------ Records provided
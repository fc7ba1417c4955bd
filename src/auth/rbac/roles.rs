//! Built-in capability matrix

use super::types::{RateLimitSpec, RoleCapability};

fn strings(items: &[&str]) -> Vec<String> {
    items.iter().map(|s| s.to_string()).collect()
}

/// Roles used when the configuration does not override the matrix. `trial` is the most
/// restrictive and is the default for unknown roles.
pub fn default_capabilities() -> Vec<RoleCapability> {
    vec![
        RoleCapability {
            name: "superadmin".to_string(),
            permissions: strings(&["*"]),
            allowed_models: strings(&["*"]),
            features: strings(&["*"]),
            max_tokens_per_request: u32::MAX,
            rate_limit: RateLimitSpec {
                requests_per_minute: u32::MAX,
                tokens_per_minute: u64::MAX,
            },
        },
        RoleCapability {
            name: "admin".to_string(),
            permissions: strings(&["gateway:*", "models:*", "usage:*"]),
            allowed_models: strings(&["*"]),
            features: strings(&["*"]),
            max_tokens_per_request: 32_768,
            rate_limit: RateLimitSpec {
                requests_per_minute: 600,
                tokens_per_minute: 2_000_000,
            },
        },
        RoleCapability {
            name: "developer".to_string(),
            permissions: strings(&["models:read", "usage:read"]),
            allowed_models: strings(&["gpt-4*", "gpt-3.5-turbo*", "claude-3*", "gemini-1.5*"]),
            features: strings(&["chat", "completion"]),
            max_tokens_per_request: 8_192,
            rate_limit: RateLimitSpec {
                requests_per_minute: 120,
                tokens_per_minute: 400_000,
            },
        },
        RoleCapability {
            name: "user".to_string(),
            permissions: strings(&["models:read"]),
            allowed_models: strings(&[
                "gpt-4o-mini",
                "gpt-3.5-turbo",
                "claude-3-haiku-20240307",
                "gemini-1.5-flash",
            ]),
            features: strings(&["chat", "completion"]),
            max_tokens_per_request: 4_096,
            rate_limit: RateLimitSpec {
                requests_per_minute: 60,
                tokens_per_minute: 100_000,
            },
        },
        RoleCapability {
            name: "trial".to_string(),
            permissions: Vec::new(),
            allowed_models: strings(&["gpt-3.5-turbo"]),
            features: strings(&["chat"]),
            max_tokens_per_request: 1_024,
            rate_limit: RateLimitSpec {
                requests_per_minute: 10,
                tokens_per_minute: 10_000,
            },
        },
    ]
}
use std::path::PathBuf;
use std::time::Duration;

use async_trait::async_trait;
use chrono::Local;
use tokio::sync::mpsc;
use tokio_util::sync::CancellationToken;
use tracing::{debug, info, warn};

use crate::collector::steps::StepCounter;

/// Source of cumulative step readings. `None` means the sensor is gone.
#[async_trait]
pub trait StepSensor: Send {
    async fn next_reading(&mut self) -> Option<u64>;
}

/// Readings pushed by an embedding process.
pub struct ChannelStepSensor {
    rx: mpsc::Receiver<u64>,
}

impl ChannelStepSensor {
    pub fn new(rx: mpsc::Receiver<u64>) -> Self {
        Self { rx }
    }
}

#[async_trait]
impl StepSensor for ChannelStepSensor {
    async fn next_reading(&mut self) -> Option<u64> {
        self.rx.recv().await
    }
}

/// Polls a file holding the cumulative count (e.g. exported by a pedometer
/// daemon) and yields each new value.
pub struct FileStepSensor {
    path: PathBuf,
    poll_interval: Duration,
    last: Option<u64>,
}

impl FileStepSensor {
    pub fn new(path: impl Into<PathBuf>, poll_interval: Duration) -> Self {
        Self {
            path: path.into(),
            poll_interval,
            last: None,
        }
    }
}

#[async_trait]
impl StepSensor for FileStepSensor {
    async fn next_reading(&mut self) -> Option<u64> {
        loop {
            match tokio::fs::read_to_string(&self.path).await {
                Ok(raw) => match raw.trim().parse::<u64>() {
                    Ok(value) if Some(value) != self.last => {
                        self.last = Some(value);
                        return Some(value);
                    }
                    Ok(_) => {}
                    Err(e) => debug!("Ignoring step reading {:?}: {e}", raw.trim()),
                },
                Err(e) => debug!("Step source {} unreadable: {e}", self.path.display()),
            }
            tokio::time::sleep(self.poll_interval).await;
        }
    }
}

/// Feeds sensor readings into the counter until the sensor closes or the
/// token is cancelled. The tracker is the counter's only writer.
pub async fn run_step_tracker<S: StepSensor>(
    mut sensor: S,
    counter: StepCounter,
    cancel: CancellationToken,
) {
    info!("Step tracker started");
    loop {
        let reading = tokio::select! {
            _ = cancel.cancelled() => break,
            reading = sensor.next_reading() => reading,
        };

        let Some(cumulative) = reading else {
            warn!("Step sensor closed");
            break;
        };

        let today = Local::now().date_naive();
        if let Err(e) = counter.record(cumulative, today) {
            warn!("Failed to persist step count: {e}");
        }
    }
    info!("Step tracker stopped");
}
------------
Word for word, every record must be given again.

_Solution to the problem_
repository fc7ba1417c4955bd
filename src/auth/rbac/roles.rs
//! Built-in capability matrix

use super::types::{RateLimitSpec, RoleCapability};

fn strings(items: &[&str]) -> Vec<String> {
    items.iter().map(|s| s.to_string()).collect()
}

/// Roles used when the configuration does not override the matrix. `trial` is the most
/// restrictive and is the default for unknown roles.
pub fn default_capabilities() -> Vec<RoleCapability> {
    vec![
        RoleCapability {
            name: "superadmin".to_string(),
            permissions: strings(&["*"]),
            allowed_models: strings(&["*"]),
            features: strings(&["*"]),
            max_tokens_per_request: u32::MAX,
            rate_limit: RateLimitSpec {
                requests_per_minute: u32::MAX,
                tokens_per_minute: u64::MAX,
            },
        },
        RoleCapability {
            name: "admin".to_string(),
            permissions: strings(&["gateway:*", "models:*", "usage:*"]),
            allowed_models: strings(&["*"]),
            features: strings(&["*"]),
            max_tokens_per_request: 32_768,
            rate_limit: RateLimitSpec {
                requests_per_minute: 600,
                tokens_per_minute: 2_000_000,
            },
        },
        RoleCapability {
            name: "developer".to_string(),
            permissions: strings(&["models:read", "usage:read"]),
            allowed_models: strings(&["gpt-4*", "gpt-3.5-turbo*", "claude-3*", "gemini-1.5*"]),
            features: strings(&["chat", "completion"]),
            max_tokens_per_request: 8_192,
            rate_limit: RateLimitSpec {
                requests_per_minute: 120,
                tokens_per_minute: 400_000,
            },
        },
        RoleCapability {
            name: "user".to_string(),
            permissions: strings(&["models:read"]),
            allowed_models: strings(&[
                "gpt-4o-mini",
                "gpt-3.5-turbo",
                "claude-3-haiku-20240307",
                "gemini-1.5-flash",
            ]),
            features: strings(&["chat", "completion"]),
            max_tokens_per_request: 4_096,
            rate_limit: RateLimitSpec {
                requests_per_minute: 60,
                tokens_per_minute: 100_000,
            },
        },
        RoleCapability {
            name: "trial".to_string(),
            permissions: Vec::new(),
            allowed_models: strings(&["gpt-3.5-turbo"]),
            features: strings(&["chat"]),
            max_tokens_per_request: 1_024,
            rate_limit: RateLimitSpec {
                requests_per_minute: 10,
                tokens_per_minute: 10_000,
            },
        },
    ]
}
use std::path::PathBuf;
use std::time::Duration;

use async_trait::async_trait;
use chrono::Local;
use tokio::sync::mpsc;
use tokio_util::sync::CancellationToken;
use tracing::{debug, info, warn};

use crate::collector::steps::StepCounter;

/// Source of cumulative step readings. `None` means the sensor is gone.
#[async_trait]
pub trait StepSensor: Send {
    async fn next_reading(&mut self) -> Option<u64>;
}

/// Readings pushed by an embedding process.
pub struct ChannelStepSensor {
    rx: mpsc::Receiver<u64>,
}

impl ChannelStepSensor {
    pub fn new(rx: mpsc::Receiver<u64>) -> Self {
        Self { rx }
    }
}

#[async_trait]
impl StepSensor for ChannelStepSensor {
    async fn next_reading(&mut self) -> Option<u64> {
        self.rx.recv().await
    }
}

/// Polls a file holding the cumulative count (e.g. exported by a pedometer
/// daemon) and yields each new value.
pub struct FileStepSensor {
    path: PathBuf,
    poll_interval: Duration,
    last: Option<u64>,
}

impl FileStepSensor {
    pub fn new(path: impl Into<PathBuf>, poll_interval: Duration) -> Self {
        Self {
            path: path.into(),
            poll_interval,
            last: None,
        }
    }
}

#[async_trait]
impl StepSensor for FileStepSensor {
    async fn next_reading(&mut self) -> Option<u64> {
        loop {
            match tokio::fs::read_to_string(&self.path).await {
                Ok(raw) => match raw.trim().parse::<u64>() {
                    Ok(value) if Some(value) != self.last => {
                        self.last = Some(value);
                        return Some(value);
                    }
                    Ok(_) => {}
                    Err(e) => debug!("Ignoring step reading {:?}: {e}", raw.trim()),
                },
                Err(e) => debug!("Step source {} unreadable: {e}", self.path.display()),
            }
            tokio::time::sleep(self.poll_interval).await;
        }
    }
}

/// Feeds sensor readings into the counter until the sensor closes or the
/// token is cancelled. The tracker is the counter's only writer.
pub async fn run_step_tracker<S: StepSensor>(
    mut sensor: S,
    counter: StepCounter,
    cancel: CancellationToken,
) {
    info!("Step tracker started");
    loop {
        let reading = tokio::select! {
            _ = cancel.cancelled() => break,
            reading = sensor.next_reading() => reading,
        };

        let Some(cumulative) = reading else {
            warn!("Step sensor closed");
            break;
        };

        let today = Local::now().date_naive();
        if let Err(e) = counter.record(cumulative, today) {
            warn!("Failed to persist step count: {e}");
        }
    }
    info!("Step tracker stopped");
}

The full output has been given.